> What is being asked: Each line of the data should be repeated precisely.

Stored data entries

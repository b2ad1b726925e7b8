//! Run control commands
//!
//! Caller-facing operations over the coordinator and repositories. Errors
//! are flattened to strings at this boundary.

use chrono::{DateTime, NaiveDate, Utc};
use serde::{Deserialize, Serialize};
use tracing::{info, warn};
use uuid::Uuid;

use crate::application::coordinator::{CoordinatorError, StartRunRequest};
use crate::application::state::AppState;
use crate::domain::entities::{AccountId, CreateJobOutcome, JobId, JobType, NewJob};
use crate::domain::run::{OrchestrationRun, PhaseFlags, PhaseResult, RunPhase, RunStatus};

#[derive(Debug, Clone, PartialEq, Eq, Serialize, Deserialize)]
#[serde(tag = "type", rename_all = "camelCase")]
pub enum StartRunResponse {
    Started { run_id: Uuid },
    Conflict { active_run_id: Uuid },
}

/// Live view of a run in progress
#[derive(Debug, Clone, Serialize, Deserialize)]
#[serde(rename_all = "camelCase")]
pub struct RunStatusView {
    pub run_id: Uuid,
    pub status: RunStatus,
    pub requested_by: String,
    pub queued_at: DateTime<Utc>,
    pub started_at: Option<DateTime<Utc>>,
    pub current_phase: Option<RunPhase>,
    pub current_step: Option<String>,
    pub processed_items: u64,
    pub total_items: u64,
    pub cancel_requested: bool,
    pub last_heartbeat_at: Option<DateTime<Utc>>,
}

impl From<&OrchestrationRun> for RunStatusView {
    fn from(run: &OrchestrationRun) -> Self {
        Self {
            run_id: run.id,
            status: run.status,
            requested_by: run.requested_by.clone(),
            queued_at: run.queued_at,
            started_at: run.started_at,
            current_phase: run.current_phase,
            current_step: run.current_step.clone(),
            processed_items: run.processed_items,
            total_items: run.total_items,
            cancel_requested: run.cancel_requested,
            last_heartbeat_at: run.last_heartbeat_at,
        }
    }
}

#[derive(Debug, Clone, Serialize, Deserialize)]
#[serde(rename_all = "camelCase")]
pub struct RunSummaryView {
    pub run_id: Uuid,
    pub status: RunStatus,
    pub requested_by: String,
    pub queued_at: DateTime<Utc>,
    pub completed_at: Option<DateTime<Utc>>,
    pub duration_secs: Option<i64>,
    pub phases: Vec<PhaseResult>,
    pub error_message: Option<String>,
}

impl From<&OrchestrationRun> for RunSummaryView {
    fn from(run: &OrchestrationRun) -> Self {
        Self {
            run_id: run.id,
            status: run.status,
            requested_by: run.requested_by.clone(),
            queued_at: run.queued_at,
            completed_at: run.completed_at,
            duration_secs: run
                .started_at
                .zip(run.completed_at)
                .map(|(start, end)| (end - start).num_seconds()),
            phases: run.phase_results.clone(),
            error_message: run.error_message.clone(),
        }
    }
}

#[derive(Debug, Clone, Serialize, Deserialize)]
#[serde(rename_all = "camelCase")]
pub struct ManualJobRequest {
    pub account_id: AccountId,
    pub period_start: NaiveDate,
    pub period_end: NaiveDate,
    pub reason: Option<String>,
}

#[derive(Debug, Clone, PartialEq, Eq, Serialize, Deserialize)]
#[serde(tag = "type", rename_all = "camelCase")]
pub enum ManualJobResponse {
    Created { job_id: JobId },
    /// A live job already covers that account and period
    AlreadyExists,
}

/// Starts a run in the background.
pub async fn start_run(
    state: &AppState,
    flags: PhaseFlags,
    requested_by: &str,
) -> Result<StartRunResponse, String> {
    let request = StartRunRequest {
        flags,
        requested_by: requested_by.to_string(),
    };
    match state.coordinator.start_run(request).await {
        Ok(started) => Ok(StartRunResponse::Started {
            run_id: started.run_id,
        }),
        Err(CoordinatorError::Conflict { active_run_id }) => {
            Ok(StartRunResponse::Conflict { active_run_id })
        }
        Err(e) => Err(format!("Failed to start run: {e}")),
    }
}

pub async fn get_current_run(state: &AppState) -> Result<Option<RunStatusView>, String> {
    state
        .coordinator
        .current_run()
        .await
        .map(|run| run.as_ref().map(RunStatusView::from))
        .map_err(|e| format!("Failed to load current run: {e}"))
}

pub async fn get_recent_runs(state: &AppState, limit: u32) -> Result<Vec<RunSummaryView>, String> {
    let runs = state
        .coordinator
        .recent_runs(limit)
        .await
        .map_err(|e| format!("Failed to load run history: {e}"))?;
    Ok(runs.iter().map(RunSummaryView::from).collect())
}

/// Returns whether the run was still active when the request landed.
pub async fn cancel_run(state: &AppState, run_id: Uuid) -> Result<bool, String> {
    state
        .coordinator
        .cancel_run(run_id)
        .await
        .map_err(|e| format!("Failed to cancel run {run_id}: {e}"))
}

pub async fn recover_interrupted_runs(state: &AppState) -> Result<Vec<Uuid>, String> {
    state
        .coordinator
        .recover_interrupted_runs()
        .await
        .map_err(|e| format!("Failed to recover runs: {e}"))
}

/// Queues an out-of-schedule retrieval for today. Manual jobs never move
/// the account's rule.
pub async fn request_manual_job(
    state: &AppState,
    request: ManualJobRequest,
) -> Result<ManualJobResponse, String> {
    if request.period_start > request.period_end {
        return Err(format!(
            "Invalid period: {} is after {}",
            request.period_start, request.period_end
        ));
    }

    let account = state
        .accounts
        .find_by_id(request.account_id)
        .await
        .map_err(|e| format!("Failed to load account {}: {e}", request.account_id))?
        .ok_or_else(|| format!("Account not found: {}", request.account_id))?;
    if account.is_deleted {
        return Err(format!("Account {} is deleted", account.id));
    }

    let job = NewJob {
        account_id: account.id,
        rule_id: None,
        job_type: JobType::Adr,
        period_start: request.period_start,
        period_end: request.period_end,
        run_date: state.clock.today(),
        is_manual_request: true,
        manual_request_reason: request.reason,
    };

    let outcome = state
        .jobs
        .create_job(&job, state.clock.now())
        .await
        .map_err(|e| format!("Failed to create manual job: {e}"))?;

    match outcome {
        CreateJobOutcome::Created(job_id) => {
            info!(job_id, account_id = account.id, "Manual job queued");
            Ok(ManualJobResponse::Created { job_id })
        }
        CreateJobOutcome::Skipped => {
            warn!(account_id = account.id, "Manual job skipped, period already covered");
            Ok(ManualJobResponse::AlreadyExists)
        }
    }
}

/// Job counts by status, for the status overview.
pub async fn get_job_counts(state: &AppState) -> Result<Vec<(String, u64)>, String> {
    let counts = state
        .jobs
        .count_by_status()
        .await
        .map_err(|e| format!("Failed to count jobs: {e}"))?;
    Ok(counts
        .into_iter()
        .map(|(status, n)| (status.to_string(), n))
        .collect())
}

> Output:
repository b2ad1b726925e7b8
//! Run control commands
//!
//! Caller-facing operations over the coordinator and repositories. Errors
//! are flattened to strings at this boundary.

use chrono::{DateTime, NaiveDate, Utc};
use serde::{Deserialize, Serialize};
use tracing::{info, warn};
use uuid::Uuid;

use crate::application::coordinator::{CoordinatorError, StartRunRequest};
use crate::application::state::AppState;
use crate::domain::entities::{AccountId, CreateJobOutcome, JobId, JobType, NewJob};
use crate::domain::run::{OrchestrationRun, PhaseFlags, PhaseResult, RunPhase, RunStatus};

#[derive(Debug, Clone, PartialEq, Eq, Serialize, Deserialize)]
#[serde(tag = "type", rename_all = "camelCase")]
pub enum StartRunResponse {
    Started { run_id: Uuid },
    Conflict { active_run_id: Uuid },
}

/// Live view of a run in progress
#[derive(Debug, Clone, Serialize, Deserialize)]
#[serde(rename_all = "camelCase")]
pub struct RunStatusView {
    pub run_id: Uuid,
    pub status: RunStatus,
    pub requested_by: String,
    pub queued_at: DateTime<Utc>,
    pub started_at: Option<DateTime<Utc>>,
    pub current_phase: Option<RunPhase>,
    pub current_step: Option<String>,
    pub processed_items: u64,
    pub total_items: u64,
    pub cancel_requested: bool,
    pub last_heartbeat_at: Option<DateTime<Utc>>,
}

impl From<&OrchestrationRun> for RunStatusView {
    fn from(run: &OrchestrationRun) -> Self {
        Self {
            run_id: run.id,
            status: run.status,
            requested_by: run.requested_by.clone(),
            queued_at: run.queued_at,
            started_at: run.started_at,
            current_phase: run.current_phase,
            current_step: run.current_step.clone(),
            processed_items: run.processed_items,
            total_items: run.total_items,
            cancel_requested: run.cancel_requested,
            last_heartbeat_at: run.last_heartbeat_at,
        }
    }
}

#[derive(Debug, Clone, Serialize, Deserialize)]
#[serde(rename_all = "camelCase")]
pub struct RunSummaryView {
    pub run_id: Uuid,
    pub status: RunStatus,
    pub requested_by: String,
    pub queued_at: DateTime<Utc>,
    pub completed_at: Option<DateTime<Utc>>,
    pub duration_secs: Option<i64>,
    pub phases: Vec<PhaseResult>,
    pub error_message: Option<String>,
}

impl From<&OrchestrationRun> for RunSummaryView {
    fn from(run: &OrchestrationRun) -> Self {
        Self {
            run_id: run.id,
            status: run.status,
            requested_by: run.requested_by.clone(),
            queued_at: run.queued_at,
            completed_at: run.completed_at,
            duration_secs: run
                .started_at
                .zip(run.completed_at)
                .map(|(start, end)| (end - start).num_seconds()),
            phases: run.phase_results.clone(),
            error_message: run.error_message.clone(),
        }
    }
}

#[derive(Debug, Clone, Serialize, Deserialize)]
#[serde(rename_all = "camelCase")]
pub struct ManualJobRequest {
    pub account_id: AccountId,
    pub period_start: NaiveDate,
    pub period_end: NaiveDate,
    pub reason: Option<String>,
}

#[derive(Debug, Clone, PartialEq, Eq, Serialize, Deserialize)]
#[serde(tag = "type", rename_all = "camelCase")]
pub enum ManualJobResponse {
    Created { job_id: JobId },
    /// A live job already covers that account and period
    AlreadyExists,
}

/// Starts a run in the background.
pub async fn start_run(
    state: &AppState,
    flags: PhaseFlags,
    requested_by: &str,
) -> Result<StartRunResponse, String> {
    let request = StartRunRequest {
        flags,
        requested_by: requested_by.to_string(),
    };
    match state.coordinator.start_run(request).await {
        Ok(started) => Ok(StartRunResponse::Started {
            run_id: started.run_id,
        }),
        Err(CoordinatorError::Conflict { active_run_id }) => {
            Ok(StartRunResponse::Conflict { active_run_id })
        }
        Err(e) => Err(format!("Failed to start run: {e}")),
    }
}

pub async fn get_current_run(state: &AppState) -> Result<Option<RunStatusView>, String> {
    state
        .coordinator
        .current_run()
        .await
        .map(|run| run.as_ref().map(RunStatusView::from))
        .map_err(|e| format!("Failed to load current run: {e}"))
}

pub async fn get_recent_runs(state: &AppState, limit: u32) -> Result<Vec<RunSummaryView>, String> {
    let runs = state
        .coordinator
        .recent_runs(limit)
        .await
        .map_err(|e| format!("Failed to load run history: {e}"))?;
    Ok(runs.iter().map(RunSummaryView::from).collect())
}

/// Returns whether the run was still active when the request landed.
pub async fn cancel_run(state: &AppState, run_id: Uuid) -> Result<bool, String> {
    state
        .coordinator
        .cancel_run(run_id)
        .await
        .map_err(|e| format!("Failed to cancel run {run_id}: {e}"))
}

pub async fn recover_interrupted_runs(state: &AppState) -> Result<Vec<Uuid>, String> {
    state
        .coordinator
        .recover_interrupted_runs()
        .await
        .map_err(|e| format!("Failed to recover runs: {e}"))
}

/// Queues an out-of-schedule retrieval for today. Manual jobs never move
/// the account's rule.
pub async fn request_manual_job(
    state: &AppState,
    request: ManualJobRequest,
) -> Result<ManualJobResponse, String> {
    if request.period_start > request.period_end {
        return Err(format!(
            "Invalid period: {} is after {}",
            request.period_start, request.period_end
        ));
    }

    let account = state
        .accounts
        .find_by_id(request.account_id)
        .await
        .map_err(|e| format!("Failed to load account {}: {e}", request.account_id))?
        .ok_or_else(|| format!("Account not found: {}", request.account_id))?;
    if account.is_deleted {
        return Err(format!("Account {} is deleted", account.id));
    }

    let job = NewJob {
        account_id: account.id,
        rule_id: None,
        job_type: JobType::Adr,
        period_start: request.period_start,
        period_end: request.period_end,
        run_date: state.clock.today(),
        is_manual_request: true,
        manual_request_reason: request.reason,
    };

    let outcome = state
        .jobs
        .create_job(&job, state.clock.now())
        .await
        .map_err(|e| format!("Failed to create manual job: {e}"))?;

    match outcome {
        CreateJobOutcome::Created(job_id) => {
            info!(job_id, account_id = account.id, "Manual job queued");
            Ok(ManualJobResponse::Created { job_id })
        }
        CreateJobOutcome::Skipped => {
            warn!(account_id = account.id, "Manual job skipped, period already covered");
            Ok(ManualJobResponse::AlreadyExists)
        }
    }
}

/// Job counts by status, for the status overview.
pub async fn get_job_counts(state: &AppState) -> Result<Vec<(String, u64)>, String> {
    let counts = state
        .jobs
        .count_by_status()
        .await
        .map_err(|e| format!("Failed to count jobs: {e}"))?;
    Ok(counts
        .into_iter()
        .map(|(status, n)| (status.to_string(), n))
        .collect())
}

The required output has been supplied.